Incidence of BRAF oncogene mutation and clinical relevance for primary cutaneous melanomas

Abstract

Purpose: The purpose of the study was to clarify the incidence of B-raf oncogene (BRAF) mutations in primary cutaneous melanomas, their relation to tumor progression, and effect on disease outcome. Somatic mutations of BRAF kinase, a component of the Ras-mitogen-activated protein/extracellular signal-regulated kinase kinase-mitogen-activated protein kinase pathway, are frequently reported (>65%) in nevi and malignant melanomas.

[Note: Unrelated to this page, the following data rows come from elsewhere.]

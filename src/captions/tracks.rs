//! Caption track catalog and fetching
//!
//! Tracks are listed in the watch page as a JSON array under
//! `"captionTracks"`. Each track's `baseUrl` serves its timed-text document;
//! appending `tlang=<code>` asks for a machine translation.

use std::future::Future;

use serde::{Deserialize, Serialize};

use super::cache::IntervalCache;
use super::timedtext::parse_timed_text;
use super::IntervalStore;
use crate::error::{CaptionError, Result};

/// Marker the site appends to auto-generated (speech recognition) tracks
pub const ASR_MARKER: &str = "&kind=asr";

/// Display name of a track
#[derive(Debug, Clone, Default, PartialEq, Serialize, Deserialize)]
#[serde(rename_all = "camelCase")]
pub struct TrackName {
    #[serde(default)]
    pub simple_text: Option<String>,
}

/// One caption track offered for a video
#[derive(Debug, Clone, PartialEq, Serialize, Deserialize)]
#[serde(rename_all = "camelCase")]
pub struct CaptionTrack {
    pub base_url: String,
    pub language_code: String,
    #[serde(default)]
    pub name: TrackName,
    /// `Some("asr")` for auto-generated tracks
    #[serde(default)]
    pub kind: Option<String>,
}

impl CaptionTrack {
    pub fn new(base_url: &str, language_code: &str) -> Self {
        Self {
            base_url: base_url.to_string(),
            language_code: language_code.to_string(),
            name: TrackName::default(),
            kind: None,
        }
    }

    /// Human readable label, falling back to the language code
    pub fn label(&self) -> &str {
        self.name
            .simple_text
            .as_deref()
            .unwrap_or(&self.language_code)
    }

    pub fn is_auto_generated(&self) -> bool {
        self.kind.as_deref() == Some("asr")
    }
}

/// Something that can fetch a caption document. `None` (or an empty body)
/// means the fetch produced nothing usable.
pub trait CaptionSource {
    fn fetch(&self, url: &str) -> impl Future<Output = Option<String>> + Send;
}

/// Reads caption documents from disk; the query part of the URL is ignored
#[derive(Debug, Clone, Copy, Default)]
pub struct FileCaptionSource;

impl CaptionSource for FileCaptionSource {
    async fn fetch(&self, url: &str) -> Option<String> {
        let path = url.split('?').next().unwrap_or(url);
        match tokio::fs::read_to_string(path).await {
            Ok(content) => Some(content),
            Err(e) => {
                tracing::warn!("Failed to read caption file {}: {}", path, e);
                None
            }
        }
    }
}

/// Extract the caption track list embedded in a watch page
pub fn extract_caption_tracks(page: &str) -> Result<Vec<CaptionTrack>> {
    let caps = regex!(r#"\{"captionTracks":(\[.*?\]),"#)
        .captures(page)
        .ok_or(CaptionError::NoCaptions)?;

    let tracks: Vec<CaptionTrack> =
        serde_json::from_str(&caps[1]).map_err(|e| CaptionError::TrackList(e.to_string()))?;

    if tracks.is_empty() {
        return Err(CaptionError::NoCaptions);
    }
    Ok(tracks)
}

/// Value of a query parameter, percent-decoded
pub fn query_param(url: &str, name: &str) -> Option<String> {
    let (_, query) = url.split_once('?')?;
    let query = query.split('#').next().unwrap_or(query);
    query
        .split('&')
        .map(|pair| pair.split_once('=').unwrap_or((pair, "")))
        .find(|(key, _)| *key == name)
        .map(|(_, value)| {
            let value = value.replace('+', " ");
            urlencoding::decode(&value)
                .map(|decoded| decoded.into_owned())
                .unwrap_or_else(|_| value.clone())
        })
}

/// URL to fetch for speech, optionally translated to `target`.
///
/// A target equal to the track's own language needs no translation.
pub fn speech_url(track: &CaptionTrack, target: Option<&str>) -> String {
    let base = &track.base_url;
    match target {
        Some(code) if query_param(base, "lang").as_deref() == Some(code) => base.clone(),
        Some(code) if !code.is_empty() => {
            let separator = if base.contains('?') { '&' } else { '?' };
            format!("{}{}tlang={}", base, separator, urlencoding::encode(code))
        }
        _ => base.clone(),
    }
}

/// Drop the auto-generated marker from a URL
pub fn without_asr_marker(url: &str) -> String {
    url.replace(ASR_MARKER, "")
}

/// Fetch and parse the intervals used for speech.
///
/// The URL without the ASR marker is tried first; when that yields nothing
/// the marked URL is tried. Parsed results are cached per URL.
pub async fn load_intervals<S: CaptionSource>(
    source: &S,
    track: &CaptionTrack,
    target: Option<&str>,
    cache: &IntervalCache,
) -> Result<IntervalStore> {
    let marked = speech_url(track, target);
    let unmarked = without_asr_marker(&marked);

    let mut candidates = vec![unmarked];
    if candidates[0] != marked {
        candidates.push(marked);
    }

    for url in candidates {
        if let Some(store) = cache.get(&url) {
            tracing::debug!("Using cached intervals for {}", url);
            return Ok(store);
        }

        let Some(document) = source.fetch(&url).await.filter(|doc| !doc.trim().is_empty())
        else {
            tracing::debug!("Empty caption response from {}", url);
            continue;
        };

        match parse_timed_text(&document) {
            Ok(intervals) => {
                let store: IntervalStore = intervals.into();
                cache.insert(&url, store.clone());
                return Ok(store);
            }
            Err(e) => tracing::debug!("Unusable caption document from {}: {}", url, e),
        }
    }

    Err(CaptionError::NoCaptions)
}
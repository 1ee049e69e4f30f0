//! Config Module
//!
//! Centralized configuration for archipelago layout and gameplay parameters.

pub mod archipelago_config;

pub use archipelago_config::{
    ArchipelagoConfig, BRIDGE_DECK_OFFSET, BRIDGE_WIDTH, ISLAND_SIZE, MAX_PICKUP_ATTEMPTS,
    PICKUP_COLLISION_RADIUS, PICKUP_OFFSET_RATIO, REGION_SIZE,
};
//! Archipelago Module
//!
//! A generated island layout and the spatial queries gameplay code runs
//! against it every frame.
//!
//! - [`IslandGenerator`] owns the random source and builds layouts
//! - [`Archipelago`] is one finished layout: islands, bridges, regions, plus
//!   the ground queries (`is_on_island`, `on_bridge`, `height`, `normal`)
//! - [`SharedArchipelago`] publishes layouts to concurrent readers by swapping
//!   an `Arc`, so a reader never sees half of an old layout and half of a new one
//!
//! Queries are linear scans over islands and bridges; fine for tens of
//! islands.

pub mod generator;
pub mod shared;

pub use generator::IslandGenerator;
pub use shared::SharedArchipelago;

use glam::{Vec2, Vec3};

use crate::config::ArchipelagoConfig;
use crate::physics::collision::spheres_touch;
use crate::terrain::{Bridge, BridgeSpan, HeightField, Island, is_point_on_bridge};
use crate::world::RegionGrid;

/// One complete generated layout.
///
/// Built in a single pass by [`IslandGenerator::generate`] and never
/// partially updated afterwards, apart from pickups being collected.
#[derive(Clone, Debug, Default, PartialEq)]
pub struct Archipelago {
    config: ArchipelagoConfig,
    grid: RegionGrid,
    islands: Vec<Island>,
    bridges: Vec<Bridge>,
    height_field: HeightField,
}

impl Archipelago {
    pub(crate) fn new(
        config: ArchipelagoConfig,
        grid: RegionGrid,
        islands: Vec<Island>,
        bridges: Vec<Bridge>,
    ) -> Self {
        let height_field = HeightField::from_config(&config);
        Self {
            config,
            grid,
            islands,
            bridges,
            height_field,
        }
    }

    /// A layout with no islands. Every query answers "not found".
    pub fn empty(config: ArchipelagoConfig) -> Self {
        Self::new(config, RegionGrid::default(), Vec::new(), Vec::new())
    }

    pub fn config(&self) -> &ArchipelagoConfig {
        &self.config
    }

    pub fn islands(&self) -> &[Island] {
        &self.islands
    }

    pub fn bridges(&self) -> &[Bridge] {
        &self.bridges
    }

    /// Region cells, indexed like the islands.
    pub fn regions(&self) -> &RegionGrid {
        &self.grid
    }

    pub fn height_field(&self) -> &HeightField {
        &self.height_field
    }

    pub fn island_count(&self) -> usize {
        self.islands.len()
    }

    pub fn is_empty(&self) -> bool {
        self.islands.is_empty()
    }

    // ========================================================================
    // GROUND QUERIES
    // ========================================================================

    /// Index of the first island whose rotated footprint contains (x, z).
    pub fn island_at(&self, x: f32, z: f32) -> Option<usize> {
        let half_size = self.config.island_size;
        self.islands
            .iter()
            .position(|island| island.initialized && island.contains_xz(x, z, half_size))
    }

    /// Check if (x, z) stands on any island.
    pub fn is_on_island(&self, x: f32, z: f32) -> bool {
        self.island_at(x, z).is_some()
    }

    /// Index of the first bridge whose walkway contains (x, z).
    pub fn bridge_at(&self, x: f32, z: f32) -> Option<usize> {
        let width = self.config.bridge_width;
        self.bridges.iter().position(|bridge| {
            match (self.islands.get(bridge.island_a), self.islands.get(bridge.island_b)) {
                (Some(a), Some(b)) => is_point_on_bridge(x, z, a.position, b.position, width),
                _ => false,
            }
        })
    }

    /// Check if (x, z) stands on any bridge walkway.
    pub fn on_bridge(&self, x: f32, z: f32) -> bool {
        self.bridge_at(x, z).is_some()
    }

    /// Procedural ground height at (x, z).
    pub fn height(&self, x: f32, z: f32) -> f32 {
        self.height_field.height_at(x, z)
    }

    /// Unit surface normal at (x, z); world-up where the field is degenerate.
    pub fn normal(&self, x: f32, z: f32) -> Vec3 {
        self.height_field.normal_at(x, z)
    }

    /// Ground height where there is ground (island or bridge), `None` over the void.
    pub fn ground_height(&self, x: f32, z: f32) -> Option<f32> {
        (self.is_on_island(x, z) || self.on_bridge(x, z)).then(|| self.height(x, z))
    }

    /// Nearest initialized island by ground-plane distance.
    pub fn closest_island_index(&self, point: Vec3) -> Option<usize> {
        self.islands
            .iter()
            .enumerate()
            .filter(|(_, island)| island.initialized)
            .min_by(|(_, a), (_, b)| a.distance_xz(point).total_cmp(&b.distance_xz(point)))
            .map(|(i, _)| i)
    }

    /// Axis-aligned wander box `position ± island_size`, ignoring yaw.
    pub fn island_bounds(&self, index: usize) -> Option<(Vec2, Vec2)> {
        let island = self.islands.get(index)?;
        let center = Vec2::new(island.position.x, island.position.z);
        let half = Vec2::splat(self.config.island_size);
        Some((center - half, center + half))
    }

    /// Walkway geometry for a bridge of this layout.
    pub fn bridge_span(&self, bridge: &Bridge) -> Option<BridgeSpan> {
        let a = self.islands.get(bridge.island_a)?;
        let b = self.islands.get(bridge.island_b)?;
        Some(BridgeSpan::between(
            a,
            b,
            self.height(a.position.x, a.position.z),
            self.height(b.position.x, b.position.z),
            self.config.bridge_deck_offset,
        ))
    }

    /// Walkway geometry for every bridge, in bridge order.
    pub fn bridge_spans(&self) -> Vec<BridgeSpan> {
        self.bridges
            .iter()
            .filter_map(|bridge| self.bridge_span(bridge))
            .collect()
    }

    // ========================================================================
    // PICKUPS
    // ========================================================================

    /// Every remaining pickup as `(island_index, position)`.
    pub fn pickups(&self) -> impl Iterator<Item = (usize, Vec3)> + '_ {
        self.islands
            .iter()
            .enumerate()
            .flat_map(|(i, island)| island.pickup_positions.iter().map(move |&p| (i, p)))
    }

    pub fn pickup_count(&self) -> usize {
        self.islands.iter().map(|i| i.pickup_positions.len()).sum()
    }

    /// Collect the first pickup touching a sphere at `point`.
    ///
    /// Removes it from its island and returns its position.
    pub fn check_pickup_collision(&mut self, point: Vec3, radius: f32) -> Option<Vec3> {
        let pickup_radius = self.config.pickup_collision_radius;
        for island in &mut self.islands {
            if let Some(slot) = island
                .pickup_positions
                .iter()
                .position(|&p| spheres_touch(point, radius, p, pickup_radius))
            {
                return Some(island.pickup_positions.remove(slot));
            }
        }
        None
    }
}

#[cfg(test)]
mod tests {
    use super::*;

    fn island(x: f32, z: f32, yaw: f32, pickups: Vec<Vec3>) -> Island {
        Island {
            position: Vec3::new(x, 0.0, z),
            rotation_y: yaw,
            initialized: true,
            pickup_positions: pickups,
        }
    }

    fn two_island_layout() -> Archipelago {
        let config = ArchipelagoConfig::seeded(1);
        let grid = RegionGrid::new(2, config.region_size);
        let islands = vec![
            island(75.0, 75.0, 0.0, vec![Vec3::new(80.0, 2.0, 80.0)]),
            island(
                225.0,
                75.0,
                0.5,
                vec![Vec3::new(230.0, 1.5, 70.0), Vec3::new(210.0, 2.5, 90.0)],
            ),
        ];
        let bridges = vec![Bridge { island_a: 0, island_b: 1 }];
        Archipelago::new(config, grid, islands, bridges)
    }

    #[test]
    fn test_empty_layout_answers_not_found() {
        let mut layout = Archipelago::empty(ArchipelagoConfig::default());
        assert!(layout.is_empty());
        assert!(!layout.is_on_island(75.0, 75.0));
        assert!(!layout.on_bridge(75.0, 75.0));
        assert_eq!(layout.ground_height(75.0, 75.0), None);
        assert_eq!(layout.closest_island_index(Vec3::ZERO), None);
        assert_eq!(layout.island_bounds(0), None);
        assert_eq!(layout.check_pickup_collision(Vec3::ZERO, 100.0), None);
        assert!(layout.bridge_spans().is_empty());
    }

    #[test]
    fn test_island_and_bridge_queries() {
        let layout = two_island_layout();
        assert_eq!(layout.island_at(75.0, 75.0), Some(0));
        assert_eq!(layout.island_at(225.0, 75.0), Some(1));
        // Between the islands only the bridge holds you up
        assert!(!layout.is_on_island(150.0, 75.0));
        assert!(layout.on_bridge(150.0, 75.0));
        assert!(layout.on_bridge(150.0, 77.4));
        assert!(!layout.on_bridge(150.0, 77.6));
        assert_eq!(layout.ground_height(150.0, 75.0), Some(layout.height(150.0, 75.0)));
        assert_eq!(layout.ground_height(150.0, 120.0), None);
    }

    #[test]
    fn test_uninitialized_islands_are_ignored() {
        let mut layout = two_island_layout();
        layout.islands[0].initialized = false;
        assert!(!layout.is_on_island(75.0, 75.0));
        assert_eq!(layout.closest_island_index(Vec3::new(70.0, 0.0, 70.0)), Some(1));
    }

    #[test]
    fn test_closest_island_and_bounds() {
        let layout = two_island_layout();
        assert_eq!(layout.closest_island_index(Vec3::new(140.0, 9.0, 0.0)), Some(0));
        assert_eq!(layout.closest_island_index(Vec3::new(160.0, 0.0, 0.0)), Some(1));
        let (min, max) = layout.island_bounds(1).expect("island exists");
        assert_eq!(min, Vec2::new(175.0, 25.0));
        assert_eq!(max, Vec2::new(275.0, 125.0));
    }

    #[test]
    fn test_bridge_span_uses_height_field() {
        let layout = two_island_layout();
        let spans = layout.bridge_spans();
        assert_eq!(spans.len(), 1);
        let expected = (layout.height(75.0, 75.0) + layout.height(225.0, 75.0)) * 0.5 + 0.5;
        assert!((spans[0].deck_height - expected).abs() < 1e-5);
        assert!((spans[0].length - 150.0).abs() < 1e-4);

        let dangling = Bridge { island_a: 0, island_b: 9 };
        assert_eq!(layout.bridge_span(&dangling), None);
    }

    #[test]
    fn test_pickup_collection_removes_once() {
        let mut layout = two_island_layout();
        assert_eq!(layout.pickup_count(), 3);

        let near = Vec3::new(230.5, 1.5, 70.0);
        assert_eq!(layout.check_pickup_collision(near, 1.0), Some(Vec3::new(230.0, 1.5, 70.0)));
        assert_eq!(layout.pickup_count(), 2);
        assert_eq!(layout.check_pickup_collision(near, 1.0), None);

        let remaining: Vec<(usize, Vec3)> = layout.pickups().collect();
        assert_eq!(
            remaining,
            vec![(0, Vec3::new(80.0, 2.0, 80.0)), (1, Vec3::new(210.0, 2.5, 90.0))]
        );
    }

    #[test]
    fn test_pickup_uses_combined_radius() {
        let mut layout = two_island_layout();
        // Player radius 1, pickup radius 2: reach sqrt(5) ≈ 2.236
        assert_eq!(layout.check_pickup_collision(Vec3::new(82.3, 2.0, 80.0), 1.0), None);
        assert!(layout.check_pickup_collision(Vec3::new(82.2, 2.0, 80.0), 1.0).is_some());
    }
}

Experimental design: We assessed BRAF mutation frequency in exons 11 and 15 in primary (n = 59) and metastatic (n = 68) melanomas. Direct sequencing of PCR products was performed on DNA isolated and purified from microdissected tumors.

Results: Eighteen mutations (31%) at exon 15 were detected in primary melanoma with a significantly (P = 0.001) higher frequency in patients < 60 years old. Incidence of BRAF mutation did not correlate with Breslow thickness. Presence of BRAF mutation of primary tumors did not effect overall disease-free survival. BRAF mutation frequency in metastatic lesions was 57% and significantly (P = 0.0024) higher than primary melanomas.

Conclusions: The study suggests that BRAF mutation may be acquired during development of metastasis but is not a significant factor for primary tumor development and disease outcome.